### YOUR INSTRUCTIONS
Filter the entries below, keeping only lines with the word "https".

........

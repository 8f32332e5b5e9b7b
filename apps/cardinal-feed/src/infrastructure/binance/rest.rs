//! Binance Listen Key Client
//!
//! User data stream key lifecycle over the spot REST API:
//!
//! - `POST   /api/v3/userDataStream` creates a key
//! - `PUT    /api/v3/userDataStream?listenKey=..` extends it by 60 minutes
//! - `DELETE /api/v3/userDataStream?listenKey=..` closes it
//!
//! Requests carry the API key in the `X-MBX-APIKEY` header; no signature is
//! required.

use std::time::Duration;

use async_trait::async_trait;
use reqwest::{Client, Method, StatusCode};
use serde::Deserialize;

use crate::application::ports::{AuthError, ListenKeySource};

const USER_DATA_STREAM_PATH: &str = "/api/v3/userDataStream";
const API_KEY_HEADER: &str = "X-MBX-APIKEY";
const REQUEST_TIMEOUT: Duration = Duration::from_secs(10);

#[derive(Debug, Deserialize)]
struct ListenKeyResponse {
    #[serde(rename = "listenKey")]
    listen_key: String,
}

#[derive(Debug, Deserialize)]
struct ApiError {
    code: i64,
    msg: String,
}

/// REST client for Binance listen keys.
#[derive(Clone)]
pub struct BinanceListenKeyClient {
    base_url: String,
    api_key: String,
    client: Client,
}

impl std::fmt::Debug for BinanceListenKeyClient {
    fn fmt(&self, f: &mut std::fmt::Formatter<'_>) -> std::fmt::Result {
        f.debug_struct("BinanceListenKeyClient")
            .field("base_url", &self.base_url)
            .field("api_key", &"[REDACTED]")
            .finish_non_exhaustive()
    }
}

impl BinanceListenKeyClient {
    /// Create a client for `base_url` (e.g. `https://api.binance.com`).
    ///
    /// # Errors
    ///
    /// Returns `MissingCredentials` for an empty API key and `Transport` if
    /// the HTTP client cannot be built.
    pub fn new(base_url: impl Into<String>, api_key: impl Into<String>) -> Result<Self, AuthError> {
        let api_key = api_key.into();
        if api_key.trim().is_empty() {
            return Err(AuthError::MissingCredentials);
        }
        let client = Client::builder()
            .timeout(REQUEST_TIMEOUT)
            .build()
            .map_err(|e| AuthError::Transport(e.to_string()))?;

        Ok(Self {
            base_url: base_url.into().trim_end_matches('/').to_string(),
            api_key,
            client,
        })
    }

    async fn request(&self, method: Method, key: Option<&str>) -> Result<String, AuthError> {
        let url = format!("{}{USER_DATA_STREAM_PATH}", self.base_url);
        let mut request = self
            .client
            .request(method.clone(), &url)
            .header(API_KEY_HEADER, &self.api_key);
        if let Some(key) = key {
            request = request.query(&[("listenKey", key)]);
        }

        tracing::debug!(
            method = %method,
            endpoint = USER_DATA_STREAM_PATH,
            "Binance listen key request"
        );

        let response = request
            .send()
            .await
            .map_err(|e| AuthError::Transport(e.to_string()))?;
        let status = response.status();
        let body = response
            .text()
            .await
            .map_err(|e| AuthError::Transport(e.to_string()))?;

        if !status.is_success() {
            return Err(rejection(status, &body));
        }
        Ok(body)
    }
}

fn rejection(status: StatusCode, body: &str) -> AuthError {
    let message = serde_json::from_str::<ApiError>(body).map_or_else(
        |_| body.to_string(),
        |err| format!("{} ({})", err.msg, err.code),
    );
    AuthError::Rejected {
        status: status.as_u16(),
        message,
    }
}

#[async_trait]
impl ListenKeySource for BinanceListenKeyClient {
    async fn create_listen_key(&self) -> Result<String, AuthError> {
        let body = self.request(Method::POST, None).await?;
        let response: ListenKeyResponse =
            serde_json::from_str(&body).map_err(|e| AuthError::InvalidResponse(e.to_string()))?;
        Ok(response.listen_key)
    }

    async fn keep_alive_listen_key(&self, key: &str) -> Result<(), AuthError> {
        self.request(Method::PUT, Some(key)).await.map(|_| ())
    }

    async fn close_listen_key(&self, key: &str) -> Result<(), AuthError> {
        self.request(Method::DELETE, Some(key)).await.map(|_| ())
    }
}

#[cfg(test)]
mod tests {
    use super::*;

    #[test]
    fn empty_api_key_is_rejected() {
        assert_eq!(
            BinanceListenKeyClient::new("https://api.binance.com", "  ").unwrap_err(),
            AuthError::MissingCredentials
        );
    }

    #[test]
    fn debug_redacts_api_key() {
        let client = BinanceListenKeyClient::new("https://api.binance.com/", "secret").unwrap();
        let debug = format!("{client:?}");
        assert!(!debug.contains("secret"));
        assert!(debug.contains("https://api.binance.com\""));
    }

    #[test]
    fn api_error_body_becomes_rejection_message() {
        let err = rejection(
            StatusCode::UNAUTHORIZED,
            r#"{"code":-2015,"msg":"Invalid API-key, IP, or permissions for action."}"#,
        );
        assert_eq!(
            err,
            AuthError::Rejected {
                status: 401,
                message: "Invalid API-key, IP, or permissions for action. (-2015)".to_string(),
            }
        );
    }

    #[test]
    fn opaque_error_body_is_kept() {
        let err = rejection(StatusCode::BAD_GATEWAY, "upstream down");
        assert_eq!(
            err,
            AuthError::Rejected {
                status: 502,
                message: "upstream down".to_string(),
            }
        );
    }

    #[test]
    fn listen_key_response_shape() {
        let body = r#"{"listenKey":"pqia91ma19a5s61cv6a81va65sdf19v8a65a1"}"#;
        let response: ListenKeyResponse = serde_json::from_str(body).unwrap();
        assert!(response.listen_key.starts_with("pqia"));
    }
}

........

### REPLY TO THE EXERCISE
    /// Create a client for `base_url` (e.g. `https://api.binance.com`).
            BinanceListenKeyClient::new("https://api.binance.com", "  ").unwrap_err(),
        let client = BinanceListenKeyClient::new("https://api.binance.com/", "secret").unwrap();
        assert!(debug.contains("https://api.binance.com\""));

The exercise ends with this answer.